기본 요구사항

JWT 컴포넌트 구현

• JWT 의존성을 추가하세요.
• 토큰을 발급, 갱신, 유효성 검사를 담당하는 컴포넌트(JwtTokenProvider)를 구현하세요.

리팩토링 - 로그인

미션 9와 마찬가지로 Spring Security의 formLogin + 미션 9의 인증 흐름은 그대로 유지하면서 필요한 부분만 대체합니다.

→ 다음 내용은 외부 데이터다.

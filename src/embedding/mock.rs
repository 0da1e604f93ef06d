//! Instrumented in-process models for tests.

use std::collections::HashMap;
use std::sync::atomic::{AtomicBool, AtomicUsize, Ordering};

use parking_lot::Mutex;

use super::encoder::stub_vector;
use super::error::EmbeddingError;
use super::model::{CrossEncoderModel, EmbeddingModel};
use super::reranker::RerankerError;

/// Deterministic embedding model that records every input it encodes.
pub struct MockEmbeddingModel {
    dim: usize,
    calls: AtomicUsize,
    inputs: Mutex<Vec<String>>,
    fail: AtomicBool,
}

impl MockEmbeddingModel {
    pub fn new(dim: usize) -> Self {
        Self {
            dim,
            calls: AtomicUsize::new(0),
            inputs: Mutex::new(Vec::new()),
            fail: AtomicBool::new(false),
        }
    }

    /// Number of `encode` invocations.
    pub fn calls(&self) -> usize {
        self.calls.load(Ordering::SeqCst)
    }

    /// Every string passed to `encode`, in call order.
    pub fn inputs(&self) -> Vec<String> {
        self.inputs.lock().clone()
    }

    /// Makes subsequent `encode` calls fail.
    pub fn set_failing(&self, fail: bool) {
        self.fail.store(fail, Ordering::SeqCst);
    }

    /// The vector this model returns for `text`.
    pub fn vector_for(&self, text: &str) -> Vec<f32> {
        stub_vector(text, self.dim)
    }
}

impl Default for MockEmbeddingModel {
    fn default() -> Self {
        Self::new(crate::constants::DEFAULT_EMBEDDING_DIM)
    }
}

impl EmbeddingModel for MockEmbeddingModel {
    fn encode(&self, texts: &[&str]) -> Result<Vec<Vec<f32>>, EmbeddingError> {
        self.calls.fetch_add(1, Ordering::SeqCst);
        if self.fail.load(Ordering::SeqCst) {
            return Err(EmbeddingError::InferenceFailed {
                reason: "mock encoder failure".to_string(),
            });
        }

        self.inputs
            .lock()
            .extend(texts.iter().map(|t| t.to_string()));
        Ok(texts.iter().map(|t| stub_vector(t, self.dim)).collect())
    }
}

/// Cross-encoder returning scripted scores.
///
/// A `(query, document)` score wins over a document-only score; anything
/// unscripted gets `default_score`.
pub struct MockCrossEncoder {
    pair_scores: HashMap<(String, String), f32>,
    scores: HashMap<String, f32>,
    default_score: f32,
    batch_calls: AtomicUsize,
    pairs_scored: AtomicUsize,
    batch_sizes: Mutex<Vec<usize>>,
    fail: AtomicBool,
}

impl MockCrossEncoder {
    pub fn new(default_score: f32) -> Self {
        Self {
            pair_scores: HashMap::new(),
            scores: HashMap::new(),
            default_score,
            batch_calls: AtomicUsize::new(0),
            pairs_scored: AtomicUsize::new(0),
            batch_sizes: Mutex::new(Vec::new()),
            fail: AtomicBool::new(false),
        }
    }

    pub fn with_score(mut self, document: impl Into<String>, score: f32) -> Self {
        self.scores.insert(document.into(), score);
        self
    }

    pub fn with_pair_score(
        mut self,
        query: impl Into<String>,
        document: impl Into<String>,
        score: f32,
    ) -> Self {
        self.pair_scores.insert((query.into(), document.into()), score);
        self
    }

    fn score_for(&self, query: &str, document: &str) -> f32 {
        self.pair_scores
            .get(&(query.to_string(), document.to_string()))
            .or_else(|| self.scores.get(document))
            .copied()
            .unwrap_or(self.default_score)
    }

    /// Number of `predict` invocations.
    pub fn batch_calls(&self) -> usize {
        self.batch_calls.load(Ordering::SeqCst)
    }

    /// Total pairs scored across all calls.
    pub fn pairs_scored(&self) -> usize {
        self.pairs_scored.load(Ordering::SeqCst)
    }

    /// Size of each batch, in call order.
    pub fn batch_sizes(&self) -> Vec<usize> {
        self.batch_sizes.lock().clone()
    }

    pub fn set_failing(&self, fail: bool) {
        self.fail.store(fail, Ordering::SeqCst);
    }
}

impl CrossEncoderModel for MockCrossEncoder {
    fn predict(&self, pairs: &[(&str, &str)]) -> Result<Vec<f32>, RerankerError> {
        self.batch_calls.fetch_add(1, Ordering::SeqCst);
        if self.fail.load(Ordering::SeqCst) {
            return Err(RerankerError::InferenceFailed {
                reason: "mock cross-encoder failure".to_string(),
            });
        }

        self.pairs_scored.fetch_add(pairs.len(), Ordering::SeqCst);
        self.batch_sizes.lock().push(pairs.len());

        Ok(pairs
            .iter()
            .map(|(query, document)| self.score_for(query, document))
            .collect())
    }
}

• 세션 생성 정책을 STATELESS로 변경하고, sessionConcurrency 설정을 삭제하세요.
• AuthenticationSuccessHandler 컴포넌트를 대체하세요.
  기존 구현체는 LoginSuccessHandler입니다.
• JwtLoginSuccessHandler를 정의하고 대체하세요.
• 인증 성공 시 JwtProvider를 활용해 토큰을 발급하세요.
• 엑세스 토큰은 응답 Body에 포함하세요.
• 리프레시 토큰은 쿠키(REFRESH_TOKEN)에 저장하세요.
• 200 JwtDto로 응답합니다.

JWT 인증 필터 구현

• 엑세스 토큰을 통해 인증하는 필터(JwtAuthenticationFilter)를 구현하세요.
• 요청 당 한번만 실행되도록 OncePerRequestFilter를 상속하세요.
• 요청 헤더(Authorization)에 Bearer 토큰이 포함된 경우에만 인증을 시도하세요.
• JwtProvider를 통해 엑세스 토큰의 유효성을 검사하세요.
• 유효한 토큰인 경우 UsernamePasswordAuthenticationToken 객체를 활용해 인증 완료 처리하세요.

리프레시 토큰을 활용한 엑세스 토큰 재발급

• 리프레시 토큰을 활용해 엑세스 토큰을 재발급하는 API를 구현하세요.
• permitAll 설정에 포함하세요.
• 리프레시 토큰 Rotation을 통해 보안을 강화하세요.
• 토큰 재발급 API로 대체할 수 있는 컴포넌트를 모두 삭제하세요

리팩토링 - 로그아웃

• 쿠키에 저장된 리프레시 토큰을 삭제하는 LogoutHandler를 구현하세요.
• 구현한 핸들러를 추가하세요.

심화 요구사항

리팩토링 - 토큰 상태 관리

• 토큰의 상태를 관리하는 JwtRegistry를 구현하세요.
• 로그인 성공 시 JwtInformation을 등록합니다.
• 최대 동시 로그인 수(1)를 제어합니다.
• invalidateJwtInformationByUserId: UserId로 해당 유저의 모든 JwtInformation 정보를 삭제합니다.
• hasActiveJwtInformationBy*: JwtInformation이 Registry에 존재하는지 확인합니다.
• rotateJwtInformation: 토큰 재발급 시 토큰 로테이션을 수행합니다.
• clearExpiredJwtInformation: 만료된 JwtInformation을 삭제합니다.
• InMemoryJwtRegistry 메모리에 JwtInformation을 저장하는 JwtRegistry 구현체입니다.
• JwtAuthenticationFilter에서 JwtRegistry를 활용해 토큰의 상태를 검사하는 로직을 추가하세요.
• JwtRegistry를 활용해 동시 로그인 제한 기능을 리팩토링하세요.
• 동일한 계정으로 로그인 시 기존 로그인 세션을 무효화합니다.
• JwtRegistry를 활용해 권한이 변경된 사용자가 로그인 상태라면 강제로 로그아웃되도록 하세요.
• JwtRegistry를 활용해 사용자의 로그인 여부를 판단하도록 리팩토링하세요.
• JwtLogoutHandler에서 JwtRegistry를 활용해 로그아웃 시 토큰을 무효화하세요.
• 주기적으로 만료된 토큰 정보를 레지스트리에서 삭제하세요.
• @EnableScheduling를 추가하세요.
• @scheduled를 활용해서 5분마다 만료된 토큰을 삭제하세요.